It is well known that the triode distortion in tube circuits produces lots of 2nd and 3rd harmonics, in some what varying
ratios. These lower order harmonics form “the octave” and “the octave and a fifth” to the fundamental musical tones. They
are actually “musical” distortion. Harmonics above the 2nd and 3rd get increasingly harsh and unmusical, and therefore
should be lower in amplitude (<-60 dB) to keep with our line of thinking. Second harmonic is considered to be the warmest
and most “consonant”harmonic distortion. The 3rd harmonic is perceived more easily and often is the “BITE” that is added
to midrange and the “warmth” to the low freqs by tube gear. Analog tape also saturates in this manner. The 3rd harmonic is
induced in the FATSO by increasing level thru the distortion circuits. It is usually the result of flattening the tops and bottoms
of waveforms. Second harmonic is also added especially while compressing in the FATSO. 10% of second harmonic can
be hard to perceive.
We have provided distortion indicator lights that indicate some reference operating levels. A “0VU” yellow LED light
indicates just under 1% THD and the red “Pinned” LED indicates 3% THD or more. These LED’s are an excellent guide to
where the user is in the “Grunge Department” and can help to avoid turning the music into a distorted mess. You will find
that the harmonic distortion is generally more obvious on overall mixes and complex programs. On individual instruments,
sometimes 10% distortion sounds “fat” and “analog” and isn’t heard as distortion at all.
WARMTH PROCESSOR
The Warmth circuit is by far the most complex part of the FATSO. Basically it is a very strange high frequency (HF) dynamic
filter circuit, or High Frequency limiter. It operates very fast and should be very unobtrusive in operation since it gets in
and out of the way very quickly. The desired result is akin to the HF saturation that analog tape exhibits when the high
frequency amplitude interacts with the tape recorder bias to produce self-erasure of the higher frequencies. We provide
a very accurate display of the HF attenuation, with the upper FATSO bargraph showing the gain reduction at 20KHZ. The
nature of the filter allows the corner frequency to move as attenuation occurs.

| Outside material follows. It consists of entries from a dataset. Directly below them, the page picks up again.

use serde::{Deserialize, Serialize};
use serde_json::Value;

/// Tag persisted next to every materialized version so rows produced by an older
/// coercion rule can be told apart from rows produced by this classifier.
pub const CLASSIFIER_REVISION: &str = "semantic-v2";

const NOT_APPLICABLE_SYMBOLS: [&str; 3] = ["/", "-", "—"];

#[derive(Debug, Clone, Copy, Serialize, Deserialize, Eq, PartialEq, Ord, PartialOrd, Hash)]
#[serde(rename_all = "SCREAMING_SNAKE_CASE")]
pub enum SemanticKind {
    Zero,
    Empty,
    Na,
    Text,
    Numeric,
}

impl SemanticKind {
    #[must_use]
    pub fn as_str(self) -> &'static str {
        match self {
            Self::Zero => "ZERO",
            Self::Empty => "EMPTY",
            Self::Na => "NA",
            Self::Text => "TEXT",
            Self::Numeric => "NUMERIC",
        }
    }

    #[must_use]
    pub fn parse(value: &str) -> Option<Self> {
        match value {
            "ZERO" => Some(Self::Zero),
            "EMPTY" => Some(Self::Empty),
            "NA" => Some(Self::Na),
            "TEXT" => Some(Self::Text),
            "NUMERIC" => Some(Self::Numeric),
            _ => None,
        }
    }

    /// `true` for the two kinds that carry a numeric value.
    #[must_use]
    pub fn is_numeric(self) -> bool {
        matches!(self, Self::Zero | Self::Numeric)
    }
}

#[derive(Debug, Clone, Serialize, Deserialize, PartialEq)]
pub struct Classification {
    pub kind: SemanticKind,
    pub raw_value: Option<String>,
    pub numeric_value: Option<f64>,
    pub normalized_value: Option<String>,
}

impl Classification {
    fn empty(raw_value: Option<String>) -> Self {
        Self { kind: SemanticKind::Empty, raw_value, numeric_value: None, normalized_value: None }
    }

    fn number(raw_value: String, number: f64) -> Self {
        // -0 collapses onto 0 so ZERO cells always store the same value.
        let number = if number == 0.0 { 0.0 } else { number };
        let kind = if number == 0.0 { SemanticKind::Zero } else { SemanticKind::Numeric };
        Self {
            kind,
            raw_value: Some(raw_value),
            numeric_value: Some(number),
            normalized_value: Some(number.to_string()),
        }
    }

    fn text(raw_value: String, normalized: String) -> Self {
        Self {
            kind: SemanticKind::Text,
            raw_value: Some(raw_value),
            numeric_value: None,
            normalized_value: Some(normalized),
        }
    }
}

/// Classify one raw cell value. Total: every JSON value maps to exactly one kind.
///
/// Rules apply in order: blank, not-applicable symbol, finite number, text.
#[must_use]
pub fn classify(raw: Option<&Value>) -> Classification {
    match raw {
        None | Some(Value::Null) => Classification::empty(None),
        Some(Value::String(text)) => classify_str(text),
        Some(Value::Number(number)) => match number.as_f64() {
            Some(value) if value.is_finite() => Classification::number(number.to_string(), value),
            _ => Classification::text(number.to_string(), number.to_string()),
        },
        Some(Value::Bool(flag)) => Classification::text(flag.to_string(), flag.to_string()),
        Some(other) => {
            let rendered = other.to_string();
            Classification::text(rendered.clone(), rendered)
        }
    }
}

fn classify_str(text: &str) -> Classification {
    let trimmed = text.trim();
    if trimmed.is_empty() {
        return Classification::empty(Some(text.to_string()));
    }

    if NOT_APPLICABLE_SYMBOLS.contains(&trimmed) {
        return Classification {
            kind: SemanticKind::Na,
            raw_value: Some(text.to_string()),
            numeric_value: None,
            normalized_value: Some(trimmed.to_string()),
        };
    }

    match parse_finite(trimmed) {
        Some(value) => Classification::number(text.to_string(), value),
        None => Classification::text(text.to_string(), trimmed.to_string()),
    }
}

/// Parse a trimmed string as a finite decimal, accepting `,`/`，` thousands
/// separators only when they sit between two ASCII digits.
fn parse_finite(trimmed: &str) -> Option<f64> {
    let chars = trimmed.chars().collect::<Vec<_>>();
    let mut cleaned = String::with_capacity(trimmed.len());
    for (index, ch) in chars.iter().enumerate() {
        if matches!(ch, ',' | '，') {
            let before = index.checked_sub(1).and_then(|i| chars.get(i));
            let after = chars.get(index + 1);
            let between_digits = before.is_some_and(char::is_ascii_digit)
                && after.is_some_and(char::is_ascii_digit);
            if !between_digits {
                return None;
            }
            continue;
        }
        cleaned.push(*ch);
    }

    // `f64::from_str` also accepts "inf"/"nan" spellings; only finite values count.
    let looks_numeric = cleaned
        .chars()
        .all(|ch| ch.is_ascii_digit() || matches!(ch, '.' | '+' | '-' | 'e' | 'E'));
    if !looks_numeric {
        return None;
    }
    cleaned.parse::<f64>().ok().filter(|value| value.is_finite())
}

/// Numeric value of a JSON value under classifier rules, `None` unless the value is
/// ZERO or NUMERIC.
#[must_use]
pub fn numeric_value(raw: Option<&Value>) -> Option<f64> {
    classify(raw).numeric_value
}

#[cfg(test)]
mod tests {
    use proptest::prelude::*;
    use serde_json::json;

    use super::*;

    fn kind_of(value: &Value) -> SemanticKind {
        classify(Some(value)).kind
    }

    #[test]
    fn classify_covers_every_listed_input_with_one_kind() {
        let cases = [
            (json!(null), SemanticKind::Empty),
            (json!(""), SemanticKind::Empty),
            (json!("/"), SemanticKind::Na),
            (json!("-"), SemanticKind::Na),
            (json!("—"), SemanticKind::Na),
            (json!("0"), SemanticKind::Zero),
            (json!(0), SemanticKind::Zero),
            (json!("5"), SemanticKind::Numeric),
            (json!(5), SemanticKind::Numeric),
            (json!("abc"), SemanticKind::Text),
            (json!("NaN"), SemanticKind::Text),
            (json!("Infinity"), SemanticKind::Text),
            (json!("-Infinity"), SemanticKind::Text),
        ];

        for (input, expected) in cases {
            let result = classify(Some(&input));
            assert_eq!(result.kind, expected, "input {input}");
            assert_eq!(result.numeric_value.is_some(), expected.is_numeric(), "input {input}");
        }
        assert_eq!(classify(None).kind, SemanticKind::Empty);
    }

    #[test]
    fn not_applicable_symbols_are_trimmed_and_kept_as_normalized_value() {
        let result = classify(Some(&json!("  — ")));
        assert_eq!(result.kind, SemanticKind::Na);
        assert_eq!(result.normalized_value.as_deref(), Some("—"));
        assert_eq!(result.raw_value.as_deref(), Some("  — "));
        assert_eq!(result.numeric_value, None);
    }

    #[test]
    fn numeric_strings_are_trimmed_and_normalized() {
        let result = classify(Some(&json!(" 12.50 ")));
        assert_eq!(result.kind, SemanticKind::Numeric);
        assert_eq!(result.numeric_value, Some(12.5));
        assert_eq!(result.normalized_value.as_deref(), Some("12.5"));

        let zero = classify(Some(&json!("0.00")));
        assert_eq!(zero.kind, SemanticKind::Zero);
        assert_eq!(zero.normalized_value.as_deref(), Some("0"));

        let negative_zero = classify(Some(&json!("-0")));
        assert_eq!(negative_zero.kind, SemanticKind::Zero);
        assert_eq!(negative_zero.numeric_value, Some(0.0));
    }

    #[test]
    fn thousands_separators_only_count_between_digits() {
        assert_eq!(classify(Some(&json!("1,200"))).numeric_value, Some(1200.0));
        assert_eq!(classify(Some(&json!("1，200，300"))).numeric_value, Some(1_200_300.0));
        assert_eq!(kind_of(&json!(",200")), SemanticKind::Text);
        assert_eq!(kind_of(&json!("12,")), SemanticKind::Text);
    }

    #[test]
    fn whitespace_only_strings_are_blank_not_zero() {
        let result = classify(Some(&json!("   ")));
        assert_eq!(result.kind, SemanticKind::Empty);
        assert_eq!(result.raw_value.as_deref(), Some("   "));
    }

    #[test]
    fn non_scalar_values_are_text() {
        assert_eq!(kind_of(&json!(true)), SemanticKind::Text);
        assert_eq!(kind_of(&json!([1, 2])), SemanticKind::Text);
        assert_eq!(kind_of(&json!({"a": 1})), SemanticKind::Text);
        assert_eq!(kind_of(&json!("12件")), SemanticKind::Text);
        assert_eq!(kind_of(&json!("inf")), SemanticKind::Text);
    }

    #[test]
    fn semantic_kind_round_trips_through_storage_labels() {
        for kind in [
            SemanticKind::Zero,
            SemanticKind::Empty,
            SemanticKind::Na,
            SemanticKind::Text,
            SemanticKind::Numeric,
        ] {
            assert_eq!(SemanticKind::parse(kind.as_str()), Some(kind));
        }
        assert_eq!(SemanticKind::parse("zero"), None);
    }

    fn arb_json() -> impl Strategy<Value = Value> {
        let leaf = prop_oneof![
            Just(Value::Null),
            any::<bool>().prop_map(Value::Bool),
            any::<i64>().prop_map(|n| json!(n)),
            (-1.0e12_f64..1.0e12).prop_map(|n| json!(n)),
            ".{0,12}".prop_map(Value::String),
            prop_oneof![Just("/"), Just("-"), Just("—"), Just("0"), Just(" 7 "), Just("1,000")]
                .prop_map(|s| Value::String(s.to_string())),
        ];
        leaf.prop_recursive(2, 8, 4, |inner| {
            prop_oneof![
                prop::collection::vec(inner.clone(), 0..3).prop_map(Value::Array),
                prop::collection::btree_map("[a-z]{1,4}", inner, 0..3)
                    .prop_map(|map| Value::Object(map.into_iter().collect())),
            ]
        })
    }

    proptest! {
        #[test]
        fn property_classify_is_total_and_numeric_iff_zero_or_numeric(value in arb_json()) {
            let result = classify(Some(&value));
            prop_assert_eq!(result.numeric_value.is_some(), result.kind.is_numeric());
            if let Some(number) = result.numeric_value {
                prop_assert!(number.is_finite());
                prop_assert_eq!(number == 0.0, result.kind == SemanticKind::Zero);
            }
        }
    }
}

We provide just one control for the warmth but there are other ways to control the overall action ofthis circuit. If you do
decide to use the compressor, set it up first because it affects the operation of the warmth. There is heavy interaction
between the compressor and warmth settings. The warmth control is a step control with 8 ranges - no warmth action (no
LEDs lit), on up thru the highest setting of 7. Perhaps the best way to think of the settings is as compressor threshold, with 7
having the lowest threshold, and the most warmth, responding quickly and often to high frequency content. Just remember
that instead of controlling the overall level, this warmth “compressor” threshold only affects the high frequencies.

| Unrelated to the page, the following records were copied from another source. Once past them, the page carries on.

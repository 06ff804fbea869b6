//! Wire-harness continuity tester library.
//!
//! Exposes the pure-logic modules for integration testing and external
//! inspection.  Raspberry Pi GPIO support is behind the `rpi` feature;
//! everything else runs on any host against the simulated controller.

#![deny(unused_must_use)]

pub mod adapters;
pub mod app;
pub mod cards;
pub mod classifier;
pub mod config;
pub mod continuity;
pub mod counter;
pub mod drivers;
pub mod error;
pub mod interlock;
pub mod pins;
pub mod scheduler;
//! Lock solenoid driver.
//!
//! One or more relay channels switched together.  The relay boards on the
//! rig are active-LOW: the pin idles HIGH, which is the lock position.
//! De-energised is always the safe state, and is what [`SolenoidDriver::new`]
//! applies before returning.

use embedded_hal::digital::OutputPin;
use log::{error, info};

use crate::app::ports::SolenoidPort;
use crate::error::ActuatorError;

pub struct SolenoidDriver<P> {
    pins: Vec<P>,
    active_low: bool,
    energised: bool,
}

impl<P: OutputPin> SolenoidDriver<P> {
    /// Take ownership of the relay pins and put them in the lock position.
    pub fn new(pins: Vec<P>, active_low: bool) -> Result<Self, ActuatorError> {
        let mut driver = Self {
            pins,
            active_low,
            energised: true,
        };
        driver.drive(false)?;
        Ok(driver)
    }

    pub fn channel_count(&self) -> usize {
        self.pins.len()
    }

    fn drive(&mut self, on: bool) -> Result<(), ActuatorError> {
        let high = on != self.active_low;
        let mut failed = false;
        for (ch, pin) in self.pins.iter_mut().enumerate() {
            let res = if high { pin.set_high() } else { pin.set_low() };
            if let Err(e) = res {
                error!("solenoid ch{ch}: write failed: {e:?}");
                failed = true;
            }
        }
        if failed {
            return Err(ActuatorError::GpioWriteFailed);
        }
        self.energised = on;
        Ok(())
    }
}

impl<P: OutputPin + Send> SolenoidPort for SolenoidDriver<P> {
    fn set_energised(&mut self, on: bool) -> Result<(), ActuatorError> {
        // Release is always rewritten: a failed energise may have left
        // some channels pulled in.
        if on && self.energised {
            return Ok(());
        }
        let was = self.energised;
        self.drive(on)?;
        if was != on {
            info!("Solenoid {}", if on { "energised" } else { "de-energised" });
        }
        Ok(())
    }

    fn is_energised(&self) -> bool {
        self.energised
    }
}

Hundreds of hours of experimentation were involved in developing the filter, to make it capable of large gain reduction at
20Khz without really dulling all the frequencies. Still, we remind you over and over in this manual to error on the side of
less WARMTH… and Compression. The temptation is to say “oh wow that’s great, so fat and warm, let’s warm it more.”

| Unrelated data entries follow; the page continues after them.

//! Integration tests for the RFID interlock on real solenoid drivers.
//!
//! Relay pins are simulated; assertions look at the pin levels the
//! driver leaves behind as well as the interlock's own state.

use std::sync::Arc;
use std::thread;

use crate::mock_hw::t;

use wirecheck::cards::{AccessLevel, CardRegistry};
use wirecheck::drivers::sim::SimOutputPin;
use wirecheck::drivers::solenoid::SolenoidDriver;
use wirecheck::error::{ActuatorError, AuthorizationError};
use wirecheck::interlock::{AUDIT_CAPACITY, AuthorizeOutcome, Interlock};

const CARDS_JSON: &str = r#"{
  "authorized_cards": [
    { "id": "0001", "name": "Ana", "level": "admin", "added_at": "2024-03-01T08:00:00" },
    { "id": " 0002 ", "name": "Ben", "level": "tech", "added_at": "2024-03-02T08:00:00Z" }
  ],
  "updated_at": "2024-03-02T08:00:00Z"
}"#;

fn rig() -> (Interlock<SolenoidDriver<SimOutputPin>>, Vec<SimOutputPin>) {
    let relays = vec![SimOutputPin::new(), SimOutputPin::new()];
    let solenoid = SolenoidDriver::new(relays.clone(), true).unwrap();
    let cards = Arc::new(CardRegistry::from_json(CARDS_JSON).unwrap());
    (Interlock::new(solenoid, cards), relays)
}

/// Active-low relays: HIGH holds the lock.
fn relays_locked(relays: &[SimOutputPin]) -> bool {
    relays.iter().all(SimOutputPin::is_high)
}

#[test]
fn driver_starts_in_lock_position() {
    let (interlock, relays) = rig();
    assert!(!interlock.is_locked());
    assert!(!interlock.solenoid_energised());
    assert!(relays_locked(&relays));
}

#[test]
fn lock_then_card_unlock_moves_both_relays() {
    let (interlock, relays) = rig();
    interlock.control_actuator(true, false).unwrap();
    assert!(!relays_locked(&relays));

    assert!(interlock.request_lock("NOT GOOD - output short between pairs 1 and 2"));
    assert!(relays_locked(&relays));
    assert_eq!(
        interlock.control_actuator(true, false),
        Err(ActuatorError::Locked)
    );

    let entry = match interlock.authorize_at("0002", t(30)) {
        Ok(AuthorizeOutcome::Unlocked(entry)) => entry,
        other => panic!("expected unlock, got {other:?}"),
    };
    assert_eq!(entry.name, "Ben");
    assert_eq!(entry.level, AccessLevel::Tech);
    assert_eq!(entry.prior_reason, "NOT GOOD - output short between pairs 1 and 2");
    assert!(!relays_locked(&relays));
    assert_eq!(interlock.lock_state().reason, None);
}

#[test]
fn unknown_and_blank_cards_are_rejected() {
    let (interlock, relays) = rig();
    interlock.request_lock("manual");

    assert_eq!(
        interlock.authorize_at("9999", t(1)),
        Err(AuthorizationError::UnknownCard("9999".into()))
    );
    assert_eq!(interlock.authorize_at("   ", t(1)), Err(AuthorizationError::EmptyCardId));
    assert!(interlock.is_locked());
    assert!(relays_locked(&relays));
    assert!(interlock.audit_log().is_empty());
}

#[test]
fn card_while_unlocked_is_a_no_op() {
    let (interlock, _relays) = rig();
    assert_eq!(
        interlock.authorize_at("0001", t(1)),
        Ok(AuthorizeOutcome::AlreadyUnlocked)
    );
    assert!(interlock.audit_log().is_empty());
}

#[test]
fn relay_write_failure_is_reported_and_state_kept() {
    let (interlock, relays) = rig();
    relays[1].set_failing(true);

    assert_eq!(
        interlock.control_actuator(true, false),
        Err(ActuatorError::GpioWriteFailed)
    );
    assert!(!interlock.solenoid_energised());

    relays[1].set_failing(false);
    interlock.control_actuator(true, false).unwrap();
    assert!(interlock.solenoid_energised());
    interlock.safe_shutdown().unwrap();
    assert!(relays_locked(&relays));
}

#[test]
fn audit_log_is_bounded() {
    let (interlock, _relays) = rig();
    for i in 0..=AUDIT_CAPACITY {
        interlock.request_lock(&format!("fault {i}"));
        interlock.authorize_at("0001", t(i as i64)).unwrap();
    }
    let log = interlock.audit_log();
    assert_eq!(log.len(), AUDIT_CAPACITY);
    assert_eq!(log[0].prior_reason, "fault 1");
    assert_eq!(log[AUDIT_CAPACITY - 1].prior_reason, format!("fault {AUDIT_CAPACITY}"));
}

#[test]
fn concurrent_lock_and_unlock_stay_consistent() {
    let (interlock, _relays) = rig();
    let interlock = Arc::new(interlock);

    let scanner = {
        let il = Arc::clone(&interlock);
        thread::spawn(move || {
            for i in 0..200 {
                il.request_lock(&format!("NOT GOOD - scan {i}"));
            }
        })
    };
    let reader = {
        let il = Arc::clone(&interlock);
        thread::spawn(move || {
            for i in 0..200 {
                let _ = il.authorize_at("0001", t(i));
                let state = il.lock_state();
                assert_eq!(state.is_locked, state.reason.is_some());
            }
        })
    };
    scanner.join().unwrap();
    reader.join().unwrap();

    let state = interlock.lock_state();
    assert_eq!(state.is_locked, state.reason.is_some());
    assert_eq!(state.is_locked, !interlock.solenoid_energised());
    for entry in interlock.audit_log() {
        assert!(entry.prior_reason.starts_with("NOT GOOD - scan "));
    }
}

#[test]
fn registry_file_round_trip_feeds_interlock() {
    let dir = tempfile::tempdir().unwrap();
    let path = dir.path().join("cards.json");
    let registry = CardRegistry::from_json(CARDS_JSON).unwrap();
    registry.add_at("0003", "Cy", AccessLevel::Operator, t(0)).unwrap();
    registry.remove("0001").unwrap();
    registry.save(&path).unwrap();

    let loaded = Arc::new(CardRegistry::load(&path).unwrap());
    assert_eq!(loaded.len(), 2);
    assert!(loaded.lookup("0001").is_none());

    let solenoid = SolenoidDriver::new(vec![SimOutputPin::new()], true).unwrap();
    let interlock = Interlock::new(solenoid, loaded);
    interlock.request_lock("");
    assert_eq!(interlock.lock_state().reason.as_deref(), Some("locked"));
    assert!(matches!(
        interlock.authorize_at("0003", t(9)),
        Ok(AuthorizeOutcome::Unlocked(_))
    ));
}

Resist temptation. Trust the meters when indoubt.... 3 - 5 dB is quite a bit of warmth on most signals. There may be times
where over 10dB does the perfect job, but trust us that if you see all the LED’s light on the warmth bargraph - you really
better know what you’re doing.
You will find the warmth to be useful all by itself many times without the compressor or TRANNY or much saturation.
It can take some of the irritating ping and clickiness out of many sources. Originally the FATSO was only going to have
the saturation and this warmth circuit, but as our research went on, we decided the extra circuitry of the TRANNY and
compressor would provide some of the other important nonlinear elements of tape compression, and “vintage” gear as well.
THE TRANNY
The TRANNY is short for transformer. In the old days, to interconnect between audio devices with low impedance cabling (i.e.
noise resistant), the audio engineer used transformers on the input and outputs. Transformers isolate two signals using wire
coils wound close to each other, but not actually touching. They were never that linear and often introduced saturation and
LF distortion as well as changing the frequency response. Transformer design and use was an art (as demonstrated by folks
like Rupert NEVE), and there were always tradeoffs. However, it has been widely known that a good audio transformer
circuit can do wonderful things to an audio signal. This was the goal of our TRANNY circuit. We have tried to emulate the
desirable characteristics of the good old input/output transformers in a consistent musical way, and in a selectable fashion.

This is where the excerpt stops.